Collected data entries

################

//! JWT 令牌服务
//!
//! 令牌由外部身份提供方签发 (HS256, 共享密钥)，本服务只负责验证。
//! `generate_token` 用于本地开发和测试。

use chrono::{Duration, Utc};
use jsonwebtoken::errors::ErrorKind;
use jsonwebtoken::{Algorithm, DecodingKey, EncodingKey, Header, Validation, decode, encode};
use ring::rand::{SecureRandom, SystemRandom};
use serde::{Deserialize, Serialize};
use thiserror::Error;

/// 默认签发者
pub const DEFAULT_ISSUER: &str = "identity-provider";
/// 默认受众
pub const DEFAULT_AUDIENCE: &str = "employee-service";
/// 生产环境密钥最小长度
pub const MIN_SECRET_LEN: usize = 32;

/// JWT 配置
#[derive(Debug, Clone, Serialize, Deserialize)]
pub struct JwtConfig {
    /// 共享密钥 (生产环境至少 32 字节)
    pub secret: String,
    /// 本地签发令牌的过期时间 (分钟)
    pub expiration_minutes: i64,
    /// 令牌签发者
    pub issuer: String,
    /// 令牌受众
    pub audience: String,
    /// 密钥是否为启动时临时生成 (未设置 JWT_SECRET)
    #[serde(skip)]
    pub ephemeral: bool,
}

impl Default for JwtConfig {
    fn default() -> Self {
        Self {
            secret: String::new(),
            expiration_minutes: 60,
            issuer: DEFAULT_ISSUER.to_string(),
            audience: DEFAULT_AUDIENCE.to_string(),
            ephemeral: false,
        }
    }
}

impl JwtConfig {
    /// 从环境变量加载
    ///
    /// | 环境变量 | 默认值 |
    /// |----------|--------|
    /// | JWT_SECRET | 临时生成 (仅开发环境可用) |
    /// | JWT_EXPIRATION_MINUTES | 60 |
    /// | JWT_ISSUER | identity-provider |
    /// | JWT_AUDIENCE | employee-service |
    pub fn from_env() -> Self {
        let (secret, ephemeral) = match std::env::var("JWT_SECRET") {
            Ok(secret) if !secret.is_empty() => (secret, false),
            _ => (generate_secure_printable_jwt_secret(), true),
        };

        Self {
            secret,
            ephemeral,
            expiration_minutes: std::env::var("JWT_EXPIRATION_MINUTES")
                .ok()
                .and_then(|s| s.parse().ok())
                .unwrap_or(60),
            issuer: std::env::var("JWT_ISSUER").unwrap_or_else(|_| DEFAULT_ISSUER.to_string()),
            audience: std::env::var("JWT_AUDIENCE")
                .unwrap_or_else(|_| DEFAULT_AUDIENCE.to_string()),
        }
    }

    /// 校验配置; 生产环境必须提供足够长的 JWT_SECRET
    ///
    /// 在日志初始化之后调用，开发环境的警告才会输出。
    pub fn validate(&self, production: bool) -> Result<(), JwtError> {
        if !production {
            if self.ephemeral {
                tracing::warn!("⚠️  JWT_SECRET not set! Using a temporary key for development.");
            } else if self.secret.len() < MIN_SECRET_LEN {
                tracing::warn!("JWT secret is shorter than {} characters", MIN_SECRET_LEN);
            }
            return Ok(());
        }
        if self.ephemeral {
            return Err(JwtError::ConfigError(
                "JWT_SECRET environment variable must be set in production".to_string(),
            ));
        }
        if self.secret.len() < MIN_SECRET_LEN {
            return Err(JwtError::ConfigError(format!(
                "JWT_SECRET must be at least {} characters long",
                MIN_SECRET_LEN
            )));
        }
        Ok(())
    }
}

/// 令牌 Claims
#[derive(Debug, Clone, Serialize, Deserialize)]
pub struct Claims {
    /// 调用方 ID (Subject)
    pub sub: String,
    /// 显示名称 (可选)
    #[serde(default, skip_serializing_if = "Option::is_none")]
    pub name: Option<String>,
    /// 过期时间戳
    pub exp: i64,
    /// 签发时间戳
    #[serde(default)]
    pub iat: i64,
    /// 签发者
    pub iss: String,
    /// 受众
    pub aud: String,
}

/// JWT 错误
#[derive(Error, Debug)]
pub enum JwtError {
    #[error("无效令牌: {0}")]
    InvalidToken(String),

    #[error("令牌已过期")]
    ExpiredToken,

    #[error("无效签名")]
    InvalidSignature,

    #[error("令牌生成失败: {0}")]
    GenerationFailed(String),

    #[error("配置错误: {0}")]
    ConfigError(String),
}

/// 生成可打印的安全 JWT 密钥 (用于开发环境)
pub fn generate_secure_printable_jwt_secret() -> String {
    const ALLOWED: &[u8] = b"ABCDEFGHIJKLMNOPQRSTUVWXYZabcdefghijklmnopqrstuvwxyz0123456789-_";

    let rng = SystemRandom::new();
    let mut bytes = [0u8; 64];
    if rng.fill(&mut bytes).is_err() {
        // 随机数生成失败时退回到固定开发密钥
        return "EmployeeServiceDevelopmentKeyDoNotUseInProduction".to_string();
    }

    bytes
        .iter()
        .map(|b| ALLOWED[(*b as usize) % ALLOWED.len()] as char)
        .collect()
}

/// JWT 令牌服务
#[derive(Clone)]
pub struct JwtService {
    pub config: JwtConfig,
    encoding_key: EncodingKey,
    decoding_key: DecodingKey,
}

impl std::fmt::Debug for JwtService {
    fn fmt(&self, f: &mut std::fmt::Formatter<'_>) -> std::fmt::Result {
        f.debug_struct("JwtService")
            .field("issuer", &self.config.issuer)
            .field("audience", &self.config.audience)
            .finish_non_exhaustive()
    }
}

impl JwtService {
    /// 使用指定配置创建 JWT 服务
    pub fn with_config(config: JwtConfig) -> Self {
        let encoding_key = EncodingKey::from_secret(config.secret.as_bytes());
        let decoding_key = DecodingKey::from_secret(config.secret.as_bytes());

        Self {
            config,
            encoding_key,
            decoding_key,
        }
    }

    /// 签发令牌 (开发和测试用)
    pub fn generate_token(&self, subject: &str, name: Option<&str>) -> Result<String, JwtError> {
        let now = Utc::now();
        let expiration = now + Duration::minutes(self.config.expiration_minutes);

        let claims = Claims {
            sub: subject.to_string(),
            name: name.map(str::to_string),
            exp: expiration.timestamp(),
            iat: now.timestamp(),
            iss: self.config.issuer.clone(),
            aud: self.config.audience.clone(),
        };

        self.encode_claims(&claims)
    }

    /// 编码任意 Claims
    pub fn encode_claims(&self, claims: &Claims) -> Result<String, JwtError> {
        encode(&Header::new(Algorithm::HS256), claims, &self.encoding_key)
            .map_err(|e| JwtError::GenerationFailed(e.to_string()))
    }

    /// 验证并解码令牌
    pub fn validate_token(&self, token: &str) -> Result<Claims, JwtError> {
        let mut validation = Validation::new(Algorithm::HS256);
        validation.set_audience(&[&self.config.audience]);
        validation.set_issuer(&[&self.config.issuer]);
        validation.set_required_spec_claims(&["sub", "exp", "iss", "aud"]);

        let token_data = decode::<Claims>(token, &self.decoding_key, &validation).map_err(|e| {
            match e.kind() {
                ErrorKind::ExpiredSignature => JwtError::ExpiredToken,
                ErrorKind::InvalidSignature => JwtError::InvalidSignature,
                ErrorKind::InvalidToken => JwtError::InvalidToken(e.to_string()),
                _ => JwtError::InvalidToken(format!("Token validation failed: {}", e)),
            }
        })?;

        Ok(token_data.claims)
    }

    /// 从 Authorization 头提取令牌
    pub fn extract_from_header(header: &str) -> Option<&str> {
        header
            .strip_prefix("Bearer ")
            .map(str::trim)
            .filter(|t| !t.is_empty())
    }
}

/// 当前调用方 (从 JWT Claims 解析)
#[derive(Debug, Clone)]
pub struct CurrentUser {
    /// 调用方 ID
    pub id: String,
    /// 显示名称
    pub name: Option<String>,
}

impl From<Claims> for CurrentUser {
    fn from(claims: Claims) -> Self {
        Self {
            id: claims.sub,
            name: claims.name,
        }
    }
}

################

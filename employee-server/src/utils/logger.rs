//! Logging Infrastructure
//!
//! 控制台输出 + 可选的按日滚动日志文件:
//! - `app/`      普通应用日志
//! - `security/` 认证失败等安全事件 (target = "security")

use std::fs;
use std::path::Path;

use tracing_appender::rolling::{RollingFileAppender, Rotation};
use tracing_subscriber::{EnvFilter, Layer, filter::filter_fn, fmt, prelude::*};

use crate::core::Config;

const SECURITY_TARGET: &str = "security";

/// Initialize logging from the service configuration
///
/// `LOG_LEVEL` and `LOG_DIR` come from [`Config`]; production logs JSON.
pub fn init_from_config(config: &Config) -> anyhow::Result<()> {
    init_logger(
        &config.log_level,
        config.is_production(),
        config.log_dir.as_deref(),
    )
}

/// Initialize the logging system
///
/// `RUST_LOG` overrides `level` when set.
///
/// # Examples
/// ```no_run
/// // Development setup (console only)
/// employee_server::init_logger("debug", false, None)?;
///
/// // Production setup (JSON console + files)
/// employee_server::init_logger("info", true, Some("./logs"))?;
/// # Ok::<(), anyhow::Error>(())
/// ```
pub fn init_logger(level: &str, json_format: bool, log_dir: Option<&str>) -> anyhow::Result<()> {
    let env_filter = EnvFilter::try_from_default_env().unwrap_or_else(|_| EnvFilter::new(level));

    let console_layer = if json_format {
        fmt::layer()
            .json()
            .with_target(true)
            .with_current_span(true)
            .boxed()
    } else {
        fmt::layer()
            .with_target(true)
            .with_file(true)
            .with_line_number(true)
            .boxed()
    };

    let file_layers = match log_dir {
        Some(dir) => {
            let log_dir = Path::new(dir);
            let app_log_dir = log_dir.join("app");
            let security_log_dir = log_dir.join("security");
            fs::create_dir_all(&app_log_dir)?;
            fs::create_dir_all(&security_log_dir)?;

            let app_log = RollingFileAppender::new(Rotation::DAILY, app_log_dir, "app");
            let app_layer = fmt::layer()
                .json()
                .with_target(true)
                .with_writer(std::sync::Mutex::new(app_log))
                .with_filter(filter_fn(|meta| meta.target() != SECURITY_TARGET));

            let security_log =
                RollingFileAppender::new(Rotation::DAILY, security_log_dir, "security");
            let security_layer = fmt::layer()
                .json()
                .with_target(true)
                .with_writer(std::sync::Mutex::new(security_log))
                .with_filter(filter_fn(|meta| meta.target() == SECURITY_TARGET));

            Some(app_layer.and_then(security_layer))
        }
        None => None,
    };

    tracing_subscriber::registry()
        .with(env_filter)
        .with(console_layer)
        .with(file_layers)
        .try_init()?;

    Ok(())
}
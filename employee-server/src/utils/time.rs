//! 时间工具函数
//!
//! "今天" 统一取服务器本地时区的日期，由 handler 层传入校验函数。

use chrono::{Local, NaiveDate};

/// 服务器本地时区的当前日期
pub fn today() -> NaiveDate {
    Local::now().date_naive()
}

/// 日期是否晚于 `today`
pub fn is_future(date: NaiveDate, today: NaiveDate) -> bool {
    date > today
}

################

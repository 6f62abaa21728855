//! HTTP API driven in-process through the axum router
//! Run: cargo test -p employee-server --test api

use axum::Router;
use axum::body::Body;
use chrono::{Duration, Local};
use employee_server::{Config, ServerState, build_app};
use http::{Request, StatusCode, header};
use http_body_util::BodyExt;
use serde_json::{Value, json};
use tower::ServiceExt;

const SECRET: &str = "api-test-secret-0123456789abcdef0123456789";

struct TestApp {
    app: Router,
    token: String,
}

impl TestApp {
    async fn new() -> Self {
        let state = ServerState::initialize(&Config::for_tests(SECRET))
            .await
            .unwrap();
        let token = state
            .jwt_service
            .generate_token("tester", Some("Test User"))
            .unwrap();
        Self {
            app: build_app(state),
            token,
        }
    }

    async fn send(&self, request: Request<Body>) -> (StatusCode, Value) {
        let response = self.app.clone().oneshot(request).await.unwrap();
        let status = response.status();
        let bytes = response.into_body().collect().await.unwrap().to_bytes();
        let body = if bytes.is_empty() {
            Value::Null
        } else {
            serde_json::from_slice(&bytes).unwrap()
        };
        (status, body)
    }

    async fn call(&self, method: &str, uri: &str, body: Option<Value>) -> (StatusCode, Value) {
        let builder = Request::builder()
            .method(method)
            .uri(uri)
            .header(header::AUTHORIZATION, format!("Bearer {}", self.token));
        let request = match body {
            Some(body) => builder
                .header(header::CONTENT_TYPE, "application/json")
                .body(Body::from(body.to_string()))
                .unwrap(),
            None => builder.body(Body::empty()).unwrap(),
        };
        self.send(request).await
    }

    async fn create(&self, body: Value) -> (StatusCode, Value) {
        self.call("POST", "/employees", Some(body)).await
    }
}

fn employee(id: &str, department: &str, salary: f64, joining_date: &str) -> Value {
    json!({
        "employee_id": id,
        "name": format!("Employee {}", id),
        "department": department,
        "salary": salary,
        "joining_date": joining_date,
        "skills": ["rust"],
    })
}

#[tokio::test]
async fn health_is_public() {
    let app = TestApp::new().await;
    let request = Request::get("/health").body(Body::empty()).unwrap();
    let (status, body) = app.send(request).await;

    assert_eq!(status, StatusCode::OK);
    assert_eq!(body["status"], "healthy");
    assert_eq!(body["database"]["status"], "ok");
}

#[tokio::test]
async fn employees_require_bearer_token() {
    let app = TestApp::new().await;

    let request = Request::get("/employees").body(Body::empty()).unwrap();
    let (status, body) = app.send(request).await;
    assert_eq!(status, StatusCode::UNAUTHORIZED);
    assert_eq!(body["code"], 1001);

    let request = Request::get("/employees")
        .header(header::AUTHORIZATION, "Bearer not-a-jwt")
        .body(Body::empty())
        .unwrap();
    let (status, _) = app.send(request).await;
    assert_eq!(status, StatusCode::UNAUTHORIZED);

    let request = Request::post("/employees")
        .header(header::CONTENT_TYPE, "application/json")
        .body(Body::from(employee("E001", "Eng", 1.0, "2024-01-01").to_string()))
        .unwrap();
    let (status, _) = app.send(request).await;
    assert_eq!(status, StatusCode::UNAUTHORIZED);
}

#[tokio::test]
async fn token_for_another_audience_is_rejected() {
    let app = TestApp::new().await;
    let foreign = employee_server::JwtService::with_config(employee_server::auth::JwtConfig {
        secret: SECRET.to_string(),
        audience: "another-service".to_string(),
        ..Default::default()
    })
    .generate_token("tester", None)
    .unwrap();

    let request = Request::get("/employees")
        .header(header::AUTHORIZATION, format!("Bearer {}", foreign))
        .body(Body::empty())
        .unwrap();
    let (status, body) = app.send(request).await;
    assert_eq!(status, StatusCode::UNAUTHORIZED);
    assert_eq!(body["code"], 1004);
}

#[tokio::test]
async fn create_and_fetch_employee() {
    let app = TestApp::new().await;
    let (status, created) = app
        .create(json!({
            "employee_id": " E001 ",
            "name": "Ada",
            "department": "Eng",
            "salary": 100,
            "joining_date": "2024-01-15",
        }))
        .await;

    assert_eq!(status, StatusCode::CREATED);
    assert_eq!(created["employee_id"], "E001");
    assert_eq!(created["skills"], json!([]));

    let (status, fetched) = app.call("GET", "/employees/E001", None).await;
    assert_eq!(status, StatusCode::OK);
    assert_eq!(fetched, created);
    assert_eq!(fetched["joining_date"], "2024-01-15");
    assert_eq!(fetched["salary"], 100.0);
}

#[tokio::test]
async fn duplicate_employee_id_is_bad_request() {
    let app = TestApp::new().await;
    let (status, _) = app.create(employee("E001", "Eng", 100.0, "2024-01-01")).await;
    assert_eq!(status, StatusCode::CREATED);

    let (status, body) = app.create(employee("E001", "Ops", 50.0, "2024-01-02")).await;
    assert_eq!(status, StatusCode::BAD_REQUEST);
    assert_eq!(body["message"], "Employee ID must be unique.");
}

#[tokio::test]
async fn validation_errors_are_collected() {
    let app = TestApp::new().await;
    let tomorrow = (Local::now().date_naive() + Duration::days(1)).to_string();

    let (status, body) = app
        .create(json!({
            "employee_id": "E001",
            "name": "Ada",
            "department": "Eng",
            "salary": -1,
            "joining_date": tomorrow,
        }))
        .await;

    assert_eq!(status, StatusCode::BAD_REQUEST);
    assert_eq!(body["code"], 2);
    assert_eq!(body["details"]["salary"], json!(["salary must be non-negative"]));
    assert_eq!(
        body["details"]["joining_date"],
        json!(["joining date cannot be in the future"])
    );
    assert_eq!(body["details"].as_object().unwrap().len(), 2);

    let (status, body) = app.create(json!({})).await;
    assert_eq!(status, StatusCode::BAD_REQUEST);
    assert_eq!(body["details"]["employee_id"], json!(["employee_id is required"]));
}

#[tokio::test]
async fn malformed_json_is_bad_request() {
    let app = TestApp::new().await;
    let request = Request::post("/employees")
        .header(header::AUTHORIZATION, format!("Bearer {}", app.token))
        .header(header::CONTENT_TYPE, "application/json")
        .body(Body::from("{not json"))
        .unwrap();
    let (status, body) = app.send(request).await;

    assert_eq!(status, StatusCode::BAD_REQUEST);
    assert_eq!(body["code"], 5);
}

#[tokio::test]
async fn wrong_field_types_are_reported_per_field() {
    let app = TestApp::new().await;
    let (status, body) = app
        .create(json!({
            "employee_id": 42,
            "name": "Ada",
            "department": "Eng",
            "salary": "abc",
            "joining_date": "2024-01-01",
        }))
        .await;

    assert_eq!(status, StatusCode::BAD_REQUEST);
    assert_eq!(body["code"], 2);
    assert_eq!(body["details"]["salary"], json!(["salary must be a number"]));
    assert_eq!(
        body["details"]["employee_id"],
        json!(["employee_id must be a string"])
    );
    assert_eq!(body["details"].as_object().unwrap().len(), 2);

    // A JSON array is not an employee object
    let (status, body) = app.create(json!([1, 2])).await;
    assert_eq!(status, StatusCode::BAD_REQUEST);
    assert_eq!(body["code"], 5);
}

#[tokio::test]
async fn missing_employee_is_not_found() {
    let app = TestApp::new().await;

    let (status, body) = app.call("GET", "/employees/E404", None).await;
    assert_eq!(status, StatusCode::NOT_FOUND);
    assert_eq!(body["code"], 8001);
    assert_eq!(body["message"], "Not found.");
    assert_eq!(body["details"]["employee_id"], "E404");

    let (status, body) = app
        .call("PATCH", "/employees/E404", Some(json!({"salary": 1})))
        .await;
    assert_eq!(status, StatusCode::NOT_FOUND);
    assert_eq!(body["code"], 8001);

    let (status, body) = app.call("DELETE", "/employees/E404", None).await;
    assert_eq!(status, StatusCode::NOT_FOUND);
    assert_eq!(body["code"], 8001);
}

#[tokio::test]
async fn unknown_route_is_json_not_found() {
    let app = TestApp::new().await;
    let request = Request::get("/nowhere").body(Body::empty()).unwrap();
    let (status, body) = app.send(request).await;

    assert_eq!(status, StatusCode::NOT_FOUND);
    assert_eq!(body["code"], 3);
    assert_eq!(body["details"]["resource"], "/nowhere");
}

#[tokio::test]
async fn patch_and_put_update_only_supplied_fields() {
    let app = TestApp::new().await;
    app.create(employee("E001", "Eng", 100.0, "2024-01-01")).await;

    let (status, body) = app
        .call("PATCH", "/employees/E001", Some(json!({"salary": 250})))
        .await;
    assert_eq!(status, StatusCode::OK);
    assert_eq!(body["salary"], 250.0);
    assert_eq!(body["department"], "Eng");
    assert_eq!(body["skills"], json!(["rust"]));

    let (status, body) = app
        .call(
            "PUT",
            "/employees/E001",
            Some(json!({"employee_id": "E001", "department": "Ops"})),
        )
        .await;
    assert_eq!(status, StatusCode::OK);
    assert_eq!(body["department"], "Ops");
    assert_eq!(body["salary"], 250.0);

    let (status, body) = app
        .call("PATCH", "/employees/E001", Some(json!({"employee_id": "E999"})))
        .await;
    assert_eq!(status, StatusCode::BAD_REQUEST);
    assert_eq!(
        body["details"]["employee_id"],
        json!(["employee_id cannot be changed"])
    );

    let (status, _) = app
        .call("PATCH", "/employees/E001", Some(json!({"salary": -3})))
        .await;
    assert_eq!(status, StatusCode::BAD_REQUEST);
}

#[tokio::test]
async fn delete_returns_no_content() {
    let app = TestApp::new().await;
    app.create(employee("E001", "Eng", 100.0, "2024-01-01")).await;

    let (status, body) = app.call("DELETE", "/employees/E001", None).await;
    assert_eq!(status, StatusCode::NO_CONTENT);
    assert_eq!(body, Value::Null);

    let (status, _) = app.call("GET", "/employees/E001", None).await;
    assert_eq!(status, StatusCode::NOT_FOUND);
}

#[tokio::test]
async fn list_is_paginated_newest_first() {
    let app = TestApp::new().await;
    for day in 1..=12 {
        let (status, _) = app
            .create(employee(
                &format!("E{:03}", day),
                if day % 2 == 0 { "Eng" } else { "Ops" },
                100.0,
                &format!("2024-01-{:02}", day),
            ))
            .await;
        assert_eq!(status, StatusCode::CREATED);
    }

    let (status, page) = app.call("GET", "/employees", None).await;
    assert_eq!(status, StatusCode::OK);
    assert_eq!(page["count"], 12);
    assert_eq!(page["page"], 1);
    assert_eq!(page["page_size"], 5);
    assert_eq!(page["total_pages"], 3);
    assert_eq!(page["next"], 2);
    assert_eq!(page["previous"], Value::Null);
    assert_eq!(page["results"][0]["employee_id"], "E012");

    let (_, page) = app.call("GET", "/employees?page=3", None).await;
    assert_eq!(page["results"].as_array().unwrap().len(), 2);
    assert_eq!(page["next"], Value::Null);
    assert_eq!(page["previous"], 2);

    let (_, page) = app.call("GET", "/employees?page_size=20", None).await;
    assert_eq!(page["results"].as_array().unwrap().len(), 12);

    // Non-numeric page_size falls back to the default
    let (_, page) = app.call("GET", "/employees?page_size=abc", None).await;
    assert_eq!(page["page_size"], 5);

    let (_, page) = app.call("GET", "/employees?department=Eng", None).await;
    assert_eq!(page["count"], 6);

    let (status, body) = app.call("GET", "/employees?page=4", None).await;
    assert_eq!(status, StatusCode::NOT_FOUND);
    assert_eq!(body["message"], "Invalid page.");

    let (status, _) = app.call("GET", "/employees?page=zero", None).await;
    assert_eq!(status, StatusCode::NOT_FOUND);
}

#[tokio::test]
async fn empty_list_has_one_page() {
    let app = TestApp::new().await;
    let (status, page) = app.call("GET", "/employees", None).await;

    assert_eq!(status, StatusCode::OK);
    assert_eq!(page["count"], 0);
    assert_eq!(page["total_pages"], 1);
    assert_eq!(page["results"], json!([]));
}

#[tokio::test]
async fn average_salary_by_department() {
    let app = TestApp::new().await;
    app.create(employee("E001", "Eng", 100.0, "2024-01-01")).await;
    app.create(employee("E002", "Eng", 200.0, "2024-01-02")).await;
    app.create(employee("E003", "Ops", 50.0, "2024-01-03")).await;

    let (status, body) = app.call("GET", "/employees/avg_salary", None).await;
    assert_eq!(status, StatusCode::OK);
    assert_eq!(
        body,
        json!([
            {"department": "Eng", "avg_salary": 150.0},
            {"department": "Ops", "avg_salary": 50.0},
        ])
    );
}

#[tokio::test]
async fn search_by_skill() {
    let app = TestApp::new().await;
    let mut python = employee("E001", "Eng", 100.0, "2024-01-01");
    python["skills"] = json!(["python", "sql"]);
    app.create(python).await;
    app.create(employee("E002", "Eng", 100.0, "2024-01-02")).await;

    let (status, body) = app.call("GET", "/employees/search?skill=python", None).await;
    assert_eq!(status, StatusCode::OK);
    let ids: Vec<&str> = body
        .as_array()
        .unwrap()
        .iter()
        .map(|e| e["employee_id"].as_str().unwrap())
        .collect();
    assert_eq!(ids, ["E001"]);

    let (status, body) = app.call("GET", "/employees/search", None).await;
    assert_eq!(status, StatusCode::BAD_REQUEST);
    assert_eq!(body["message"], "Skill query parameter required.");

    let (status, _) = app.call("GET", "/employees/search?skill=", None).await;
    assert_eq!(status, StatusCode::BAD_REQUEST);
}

################

◆ **TASK TO COMPLETE**:
For every line above that includes the word "filename", return the line.

◆ **OUTPUT**:
filename employee-server/src/utils/logger.rs
filename employee-server/src/utils/time.rs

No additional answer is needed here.